Dressing-Up, Fashion and Design for you and your friends. With over 600 customizable items to choose from, you can style yourself and your friends over and over again!

Check your messages to see who needs your help, dress friends up for special occasions, parties, fancy dress or just for the fun of it! Store your favourite outfits in your wardrobe and show them off to your friends, or invite up to 3 of your friends to a Dress-Up party and rate each other on your styling skills, via DS Wireless Communications.

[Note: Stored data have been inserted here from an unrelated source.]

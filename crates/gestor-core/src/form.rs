//! Binding of submitted form fields into a [`SubjectDraft`].
//!
//! Every field arrives as an optional string and is trimmed. Integer fields
//! are then parsed, and a missing or malformed integer becomes a field
//! failure and binds as 0. There is deliberately no
//! `total_hours` field: the derived value is never accepted from a client.

use std::str::FromStr;

use serde::{Deserialize, Serialize};

use crate::entities::{SubjectDraft, fields};
use crate::validation::{Assessment, ValidationFailure, review};

/// Raw subject form submission.
///
/// The component fields also accept the short `CD`, `CP`, and `AA` names.
#[derive(Debug, Clone, Default, Serialize, Deserialize, PartialEq, Eq)]
pub struct SubjectForm {
    #[serde(default)]
    pub id: Option<String>,
    #[serde(default)]
    pub name: Option<String>,
    #[serde(default)]
    pub code: Option<String>,
    #[serde(default)]
    pub credits: Option<String>,
    #[serde(default, alias = "CD", alias = "cd")]
    pub component_cd: Option<String>,
    #[serde(default, alias = "CP", alias = "cp")]
    pub component_cp: Option<String>,
    #[serde(default, alias = "AA", alias = "aa")]
    pub component_aa: Option<String>,
    #[serde(default)]
    pub area: Option<String>,
}

impl SubjectForm {
    /// Convert the submission into a draft plus any binding failures.
    ///
    /// A blank `id` binds as `None`; a malformed one is a failure on `id`.
    #[must_use]
    pub fn bind(self) -> (SubjectDraft, Vec<ValidationFailure>) {
        let mut failures = Vec::new();

        let id = match self.id.as_deref().map(str::trim) {
            None | Some("") => None,
            Some(raw) => parse_whole::<i64>(raw).map_or_else(
                || {
                    failures.push(ValidationFailure::field(
                        fields::ID,
                        "The id must be a whole number.",
                    ));
                    None
                },
                Some,
            ),
        };

        let credits = required_int(&mut failures, fields::CREDITS, "Credits", self.credits);
        let component_cd = required_int(&mut failures, fields::COMPONENT_CD, "CD", self.component_cd);
        let component_cp = required_int(&mut failures, fields::COMPONENT_CP, "CP", self.component_cp);
        let component_aa = required_int(&mut failures, fields::COMPONENT_AA, "AA", self.component_aa);

        let draft = SubjectDraft {
            id,
            name: trimmed(self.name),
            code: trimmed(self.code),
            credits,
            component_cd,
            component_cp,
            component_aa,
            total_hours: 0,
            area: trimmed(self.area),
        };
        (draft, failures)
    }

    /// Bind the submission and run the full server-side review on it.
    ///
    /// Binding failures come first, followed by everything [`review`] finds.
    #[must_use]
    pub fn review(self) -> Assessment {
        let (draft, mut failures) = self.bind();
        let reviewed = review(draft);
        failures.extend(reviewed.failures);
        Assessment {
            subject: reviewed.subject,
            failures,
        }
    }
}

impl From<&SubjectDraft> for SubjectForm {
    fn from(draft: &SubjectDraft) -> Self {
        Self {
            id: draft.id.map(|id| id.to_string()),
            name: Some(draft.name.clone()),
            code: Some(draft.code.clone()),
            credits: Some(draft.credits.to_string()),
            component_cd: Some(draft.component_cd.to_string()),
            component_cp: Some(draft.component_cp.to_string()),
            component_aa: Some(draft.component_aa.to_string()),
            area: Some(draft.area.clone()),
        }
    }
}

fn trimmed(raw: Option<String>) -> String {
    raw.map(|value| value.trim().to_string()).unwrap_or_default()
}

fn parse_whole<T: FromStr>(raw: &str) -> Option<T> {
    raw.trim().parse().ok()
}

fn required_int(
    failures: &mut Vec<ValidationFailure>,
    field: &str,
    label: &str,
    raw: Option<String>,
) -> i64 {
    match raw.as_deref().map(str::trim) {
        None | Some("") => {
            failures.push(ValidationFailure::field(field, format!("{label} is required.")));
            0
        }
        Some(value) => parse_whole(value).unwrap_or_else(|| {
            failures.push(ValidationFailure::field(
                field,
                format!("{label} must be a whole number."),
            ));
            0
        }),
    }
}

If you’re feeling creative design a range of special t-shirts for you and your friends to wear, connect with My Make-Up friends for a full makeover, or sit back and chat with all of your My Dress-Up, My Make-Up and My Secret Diary friends with exclusive ‘MyGames Chat’ over DS Wireless Communications.

Formats: DS

Age Rating: 3+

What we have with My Dress-Up is a 2D click-and-watch “game” where you apply different outfits to rendered still pictures. Imagine cutting a bunch of clothing pieces of out of a magazine and taping them together on top of your favorite picture of Angelina Jolie. That’s what this game is.

There is no story, no goal, no objectives, no point – you just dress things. The game has a portrait orientation requiring you to turn your DS on its side to play left and right. Take a peek at my exceptionally bad photos for reference.

The main menu hits you with four options, the first of which is Friends.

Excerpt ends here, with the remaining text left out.